Oxfmt also includes features that often require extra Prettier plugins:
- Import sorting.
- Tailwind CSS class sorting.
package.jsonfield sorting.- Embedded formatting for things like CSS-in-JS and GraphQL.
Those are not flashy features, but they remove small pieces of toolchain glue. Fewer plugins means fewer version mismatches, fewer config files, and fewer security advisories from dependency trees that only exist to keep formatting working.
Why Not Just Use Biome?
Biome is a good tool. It helped push the ecosystem toward faster formatting and simpler all-in-one defaults. For many projects, Biome is still a strong choice.
The reason Oxc feels like the better direction for this project is the shape of the tradeoff.
Oxfmt gives us fast, Prettier-compatible formatting across the files we care about.
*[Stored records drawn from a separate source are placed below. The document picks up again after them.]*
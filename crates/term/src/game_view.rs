//! GameView: maps `core::GameState` into a terminal framebuffer.
//!
//! This module is pure (no I/O). It can be unit-tested.

use crate::core::{GameState, RandomSource};
use crate::engine::{enabled_controls, pause_label, speed_editable, Control};
use crate::fb::{CellStyle, FrameBuffer, Rgb};
use crate::types::{Coordinate, GameStatus, DEFAULT_STEPS_PER_SECOND};

/// Terminal viewport dimensions.
#[derive(Debug, Clone, Copy, PartialEq, Eq)]
pub struct Viewport {
    pub width: u16,
    pub height: u16,
}

impl Viewport {
    pub fn new(width: u16, height: u16) -> Self {
        Self { width, height }
    }
}

/// Driver-side facts the side panel shows next to the game itself.
#[derive(Debug, Clone, Copy, PartialEq, Eq)]
pub struct Hud<'a> {
    pub steps_per_second: u32,
    pub notice: Option<&'a str>,
    /// Board cell under the mouse pointer. Outlined while barriers are editable.
    pub hover: Option<Coordinate>,
}

impl Default for Hud<'_> {
    fn default() -> Self {
        Self {
            steps_per_second: DEFAULT_STEPS_PER_SECOND,
            notice: None,
            hover: None,
        }
    }
}

pub const BACKGROUND: Rgb = Rgb::from_hex(0x28292A);
pub const BARRIER: Rgb = Rgb::from_hex(0x202124);
pub const BODY: Rgb = Rgb::from_hex(0xB5B6B7);
pub const HEAD: Rgb = Rgb::from_hex(0xEEEEEE);
pub const BONUS: Rgb = Rgb::from_hex(0xF4B458);
pub const SELECT: Rgb = Rgb::from_hex(0x000000);

const PANEL_BG: Rgb = Rgb::new(0, 0, 0);

const HELP: [&str; 7] = [
    "arrows/wasd turn",
    "space start/pause",
    "r     restart",
    "^S/^O save/load",
    "+/-   speed",
    "click barrier",
    "q     quit",
];

/// Board placement inside a viewport.
#[derive(Debug, Clone, Copy, PartialEq, Eq)]
struct Frame {
    x: u16,
    y: u16,
    w: u16,
    h: u16,
}

/// A lightweight terminal renderer for the snake game.
pub struct GameView {
    /// Board cell width in terminal columns.
    cell_w: u16,
    /// Board cell height in terminal rows.
    cell_h: u16,
}

impl Default for GameView {
    fn default() -> Self {
        // 2x1 helps compensate for typical terminal glyph aspect ratio.
        Self {
            cell_w: 2,
            cell_h: 1,
        }
    }
}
Oxlint gives us fast linting with React, accessibility, TypeScript, and Next.js checks. The two tools do not need a large ESLint tree. They also fit the way this project is already structured: Bun scripts, Husky hooks, GitHub Actions, and a small set of explicit quality gates.
Biome's all-in-one model is attractive, but Oxc's split model is clean too. Formatting and linting are separate jobs. Keeping them separate makes the scripts easy to read:
bun run format:check
bun run check
bun run type-check
bun testThat is not complicated. It is visible. It is easy to run locally and easy to mirror in CI.
The Real Win Is Trust
The best tooling setup is the one developers trust enough to run often.
If formatting is fast, it can run on save. If linting is fast, it can run before every commit. If CI checks are clear, failures feel actionable instead of annoying. That creates a feedback loop where quality checks become part of the work instead of a separate ceremony at the end.
For this project, the tooling goal is simple:
- Format consistently with Oxfmt.
- Catch common mistakes with Oxlint.
- Use TypeScript for deeper type guarantees.
- Run tests for behavior.
- Audit dependencies before release.
- Build the app before merging to
main.
No one tool owns quality. The system works because each tool has a clear job.
Wrap Up
Formatters and linters are not about making code feel polished after the fact. They are about protecting engineering attention while the work is happening.
Prettier proved how valuable automatic formatting can be. Biome showed that faster, simpler tooling could change the developer experience. Oxfmt and Oxlint feel like the next practical step: familiar formatting, strong lint coverage, fast feedback, and less dependency weight.
That is why I like Oxc for this portfolio project. It keeps the workflow small, fast, and explicit. The checks are easy to run, easy to explain, and hard to ignore.
That is what good tooling should do.